Cohomology of rational quartic in $\mathbb{P}^3$ I have to do this exercise. 
Let $X\subseteq\mathbb{P}^3$ a rational curve of degree $4$. Show that
$$H^1(\mathcal{O}_X(1))=0=H^1(\mathcal{I}_X(2))$$
I tried to look at $X$ as closed immersion by linear system, but Hartshorne says that the system is not complete so I'm not sure how to proceed. 
 A: I am going to assume that $X$ is smooth: then it is also nondegenerate, and it is given by the embedding of $\mathbb{P}^1$ via a base point free linear system $V\subseteq H^0(\mathbb{P}^1,\mathcal{O}_{\mathbb{P}^1}(4))$ of dimension $\dim V =4$. In particular, this tells us that $H^1(\mathcal{O}_X(1))=H^1(\mathbb{P}^1,\mathcal{O}_{\mathbb{P}^1}(4))=0$. For the ideal sheaf cohomology, consider the exact sequence
$$ 0 \to \mathcal{I}_X(2) \to \mathcal{O}_{\mathbb{P}^3}(2) \to \mathcal{O}_X(2) \to 0 $$ 
then this induces an exact sequence in cohomology
$$ 0 \to H^0(\mathcal{I}_X(2)) \to H^0(\mathcal{O}_{\mathbb{P}^3}(2)) \to H^0(\mathbb{P}^1,\mathcal{O}_{\mathbb{P}^1}(8)) \to H^1(\mathcal{I}_X(2)) \to 0 $$
so that we need to show that the map $H^0(\mathcal{O}_{\mathbb{P}^3}(2)) \to H^0(\mathbb{P}^1,\mathcal{O}_{\mathbb{P}^1}(8))$ is surjective. Since $h^0(\mathcal{O}_{\mathbb{P}^2}(2))=10$ and $h^0(\mathbb{P}^1,\mathcal{O}_{\mathbb{P}^1}(8))=9$, this is equivalent to proving that $h^0(\mathcal{I}_X(2))=1$. Suppose that $X\subseteq Q_1\cap Q_2$, where $Q_1$ and $Q_2$ are two distinct quadrics (note that they must be smooth since $X$ is nondegenerate).
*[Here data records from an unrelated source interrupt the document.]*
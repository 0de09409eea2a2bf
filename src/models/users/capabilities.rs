//! 角色能力表
//!
//! 菜单、访问控制中间件和各服务都从这张表判断角色可见性。

use serde::Serialize;
use ts_rs::TS;

use super::entities::UserRole;

#[derive(Debug, Clone, Copy, PartialEq, Eq, Hash, Serialize, TS)]
#[serde(rename_all = "snake_case")]
#[ts(export, export_to = "../frontend/src/types/generated/user.ts")]
pub enum Capability {
    ManageStudents,
    ManageTeachers,
    ManageClasses,
    ManageSubjects,
    ManageAssignments,
    ManageEnrollments,
    ViewReports,
    ViewAllReportCards,
    ViewOwnClasses,
    RecordGrades,
    RecordAttendance,
    WriteObservations,
    ViewOwnGrades,
    ViewOwnReportCard,
    ViewOwnAttendance,
}

const ADMIN_CAPABILITIES: &[Capability] = &[
    Capability::ManageStudents,
    Capability::ManageTeachers,
    Capability::ManageClasses,
    Capability::ManageSubjects,
    Capability::ManageAssignments,
    Capability::ManageEnrollments,
    Capability::ViewReports,
    Capability::ViewAllReportCards,
    Capability::RecordGrades,
    Capability::RecordAttendance,
];

const TEACHER_CAPABILITIES: &[Capability] = &[
    Capability::ViewOwnClasses,
    Capability::RecordGrades,
    Capability::RecordAttendance,
    Capability::WriteObservations,
    Capability::ViewAllReportCards,
];

const STUDENT_CAPABILITIES: &[Capability] = &[
    Capability::ViewOwnClasses,
    Capability::ViewOwnGrades,
    Capability::ViewOwnReportCard,
    Capability::ViewOwnAttendance,
];

impl UserRole {
    pub fn capabilities(&self) -> &'static [Capability] {
        match self {
            UserRole::Admin => ADMIN_CAPABILITIES,
            UserRole::Teacher => TEACHER_CAPABILITIES,
            UserRole::Student => STUDENT_CAPABILITIES,
        }
    }

    pub fn can(&self, capability: Capability) -> bool {
        self.capabilities().contains(&capability)
    }
}

/// 按原始角色标签判断能力，未知角色没有任何能力
pub fn tag_can(role_tag: &str, capability: Capability) -> bool {
    UserRole::parse(role_tag).is_some_and(|role| role.can(capability))
}

#[cfg(test)]
mod tests {
    use super::*;

    #[test]
    fn admin_manages_rosters_but_keeps_no_notes() {
        assert!(UserRole::Admin.can(Capability::ManageStudents));
        assert!(UserRole::Admin.can(Capability::ViewReports));
        assert!(!UserRole::Admin.can(Capability::WriteObservations));
    }

    #[test]
    fn teacher_records_but_does_not_manage() {
        assert!(UserRole::Teacher.can(Capability::RecordGrades));
        assert!(UserRole::Teacher.can(Capability::RecordAttendance));
        assert!(!UserRole::Teacher.can(Capability::ManageClasses));
        assert!(!UserRole::Teacher.can(Capability::ViewOwnGrades));
    }

    #[test]
    fn student_is_read_only() {
        for capability in UserRole::Student.capabilities() {
            assert!(!matches!(
                capability,
                Capability::RecordGrades | Capability::RecordAttendance
            ));
        }
        assert!(UserRole::Student.can(Capability::ViewOwnReportCard));
    }

    #[test]
    fn unknown_tag_has_no_capabilities() {
        assert!(!tag_can("guardian", Capability::ViewOwnGrades));
        assert!(tag_can("administrator", Capability::ManageTeachers));
    }
}
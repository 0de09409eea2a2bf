use actix_web::{HttpRequest, HttpResponse, Result as ActixResult, web};
use once_cell::sync::Lazy;

use crate::middlewares::{self, RequireCapability};
use crate::models::{
    observations::{CreateObservationRequest, ObservationQuery, UpdateObservationRequest},
    users::capabilities::Capability,
};
use crate::services::ObservationService;
use crate::utils::SafeIDI64;

static OBSERVATION_SERVICE: Lazy<ObservationService> = Lazy::new(ObservationService::new_lazy);

pub async fn create_observation(
    req: HttpRequest,
    body: web::Json<CreateObservationRequest>,
) -> ActixResult<HttpResponse> {
    OBSERVATION_SERVICE.create(&req, body.into_inner()).await
}

pub async fn list_observations(
    req: HttpRequest,
    query: web::Query<ObservationQuery>,
) -> ActixResult<HttpResponse> {
    OBSERVATION_SERVICE.list(&req, query.into_inner()).await
}

pub async fn update_observation(
    req: HttpRequest,
    id: SafeIDI64,
    body: web::Json<UpdateObservationRequest>,
) -> ActixResult<HttpResponse> {
    OBSERVATION_SERVICE.update(&req, id.0, body.into_inner()).await
}

pub async fn delete_observation(req: HttpRequest, id: SafeIDI64) -> ActixResult<HttpResponse> {
    OBSERVATION_SERVICE.delete(&req, id.0).await
}

pub fn configure_observation_routes(cfg: &mut web::ServiceConfig) {
    cfg.service(
        web::scope("/api/v1/observations")
            .wrap(middlewares::RequireJWT)
            .service(
                web::resource("").route(web::get().to(list_observations)).route(
                    web::post()
                        .to(create_observation)
                        .wrap(RequireCapability::new(Capability::WriteObservations)),
                ),
            )
            // 作者校验在服务层
            .service(
                web::resource("/{id}")
                    .route(web::put().to(update_observation))
                    .route(web::delete().to(delete_observation)),
            ),
    );
}
pub mod shutdown;
pub mod startup;
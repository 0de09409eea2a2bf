//! 授课安排存储操作

use super::{SeaOrmStorage, write_error};
use crate::entity::assignments::{ActiveModel, Column, Entity as Assignments, Model};
use crate::entity::classes::{Column as ClassColumn, Entity as Classes};
use crate::entity::from_timestamp;
use crate::entity::subjects::{Column as SubjectColumn, Entity as Subjects};
use crate::entity::teachers::{Column as TeacherColumn, Entity as Teachers};
use crate::errors::{Result, SchoolHubError};
use crate::models::assignments::{Assignment, AssignmentQuery};
use sea_orm::{ActiveModelTrait, ColumnTrait, EntityTrait, QueryFilter, QueryOrder, Set};
use std::collections::{HashMap, HashSet};

fn unique_ids(ids: impl Iterator<Item = i64>) -> Vec<i64> {
    ids.collect::<HashSet<_>>().into_iter().collect()
}

impl SeaOrmStorage {
    /// 创建授课安排
    pub async fn create_assignment_impl(
        &self,
        class_id: i64,
        subject_id: i64,
        teacher_id: i64,
        year: i32,
    ) -> Result<Assignment> {
        let model = ActiveModel {
            class_id: Set(class_id),
            subject_id: Set(subject_id),
            teacher_id: Set(teacher_id),
            year: Set(year),
            created_at: Set(chrono::Utc::now().timestamp()),
            ..Default::default()
        };

        let result = model
            .insert(&self.db)
            .await
            .map_err(|e| write_error("创建授课安排失败", e))?;

        self.assemble_assignments(vec![result])
            .await?
            .pop()
            .ok_or_else(|| SchoolHubError::not_found("授课安排创建后未找到"))
    }

    pub async fn get_assignment_by_id_impl(&self, id: i64) -> Result<Option<Assignment>> {
        let Some(model) = Assignments::find_by_id(id)
            .one(&self.db)
            .await
            .map_err(|e| SchoolHubError::database_operation(format!("查询授课安排失败: {e}")))?
        else {
            return Ok(None);
        };

        Ok(self.assemble_assignments(vec![model]).await?.pop())
    }

    pub async fn list_assignments_impl(&self, query: AssignmentQuery) -> Result<Vec<Assignment>> {
        let mut select = Assignments::find();

        if let Some(class_id) = query.class_id {
            select = select.filter(Column::ClassId.eq(class_id));
        }
        if let Some(teacher_id) = query.teacher_id {
            select = select.filter(Column::TeacherId.eq(teacher_id));
        }
        if let Some(subject_id) = query.subject_id {
            select = select.filter(Column::SubjectId.eq(subject_id));
        }

        let models = select
            .order_by_asc(Column::Id)
            .all(&self.db)
            .await
            .map_err(|e| {
                SchoolHubError::database_operation(format!("查询授课安排列表失败: {e}"))
            })?;

        self.assemble_assignments(models).await
    }

    pub async fn delete_assignment_impl(&self, id: i64) -> Result<bool> {
        let result = Assignments::delete_by_id(id)
            .exec(&self.db)
            .await
            .map_err(|e| SchoolHubError::database_operation(format!("删除授课安排失败: {e}")))?;

        Ok(result.rows_affected > 0)
    }

    /// 批量补全班级、学科、教师名称
    async fn assemble_assignments(&self, models: Vec<Model>) -> Result<Vec<Assignment>> {
        if models.is_empty() {
            return Ok(Vec::new());
        }

        let class_names: HashMap<i64, String> = Classes::find()
            .filter(ClassColumn::Id.is_in(unique_ids(models.iter().map(|m| m.class_id))))
            .all(&self.db)
            .await
            .map_err(|e| SchoolHubError::database_operation(format!("查询班级信息失败: {e}")))?
            .into_iter()
            .map(|c| (c.id, c.name))
            .collect();

        let subject_names: HashMap<i64, String> = Subjects::find()
            .filter(SubjectColumn::Id.is_in(unique_ids(models.iter().map(|m| m.subject_id))))
            .all(&self.db)
            .await
            .map_err(|e| SchoolHubError::database_operation(format!("查询学科信息失败: {e}")))?
            .into_iter()
            .map(|s| (s.id, s.name))
            .collect();

        let teacher_names: HashMap<i64, String> = Teachers::find()
            .filter(TeacherColumn::Id.is_in(unique_ids(models.iter().map(|m| m.teacher_id))))
            .all(&self.db)
            .await
            .map_err(|e| SchoolHubError::database_operation(format!("查询教师信息失败: {e}")))?
            .into_iter()
            .map(|t| (t.id, t.name))
            .collect();

        Ok(models
            .into_iter()
            .map(|m| Assignment {
                id: m.id,
                class_id: m.class_id,
                class_name: class_names.get(&m.class_id).cloned().unwrap_or_default(),
                subject_id: m.subject_id,
                subject_name: subject_names.get(&m.subject_id).cloned().unwrap_or_default(),
                teacher_id: m.teacher_id,
                teacher_name: teacher_names.get(&m.teacher_id).cloned().unwrap_or_default(),
                year: m.year,
                created_at: from_timestamp(m.created_at),
            })
            .collect())
    }
}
Then, comparing the Hilbert polynomials, we have $\chi(\mathcal{O}_X(n)) \leq \chi(\mathcal{O}_{Q_1\cap Q_2}(n))$ for $n>>0$. However we can compute $\chi(\mathcal{O}_X(n))=4n+1$ and $\chi(\mathcal{O}_{Q_1\cap Q_2}(n))=4n$ (for this one we can use the Koszul complex or the adjunction formula) which gives a contradiction.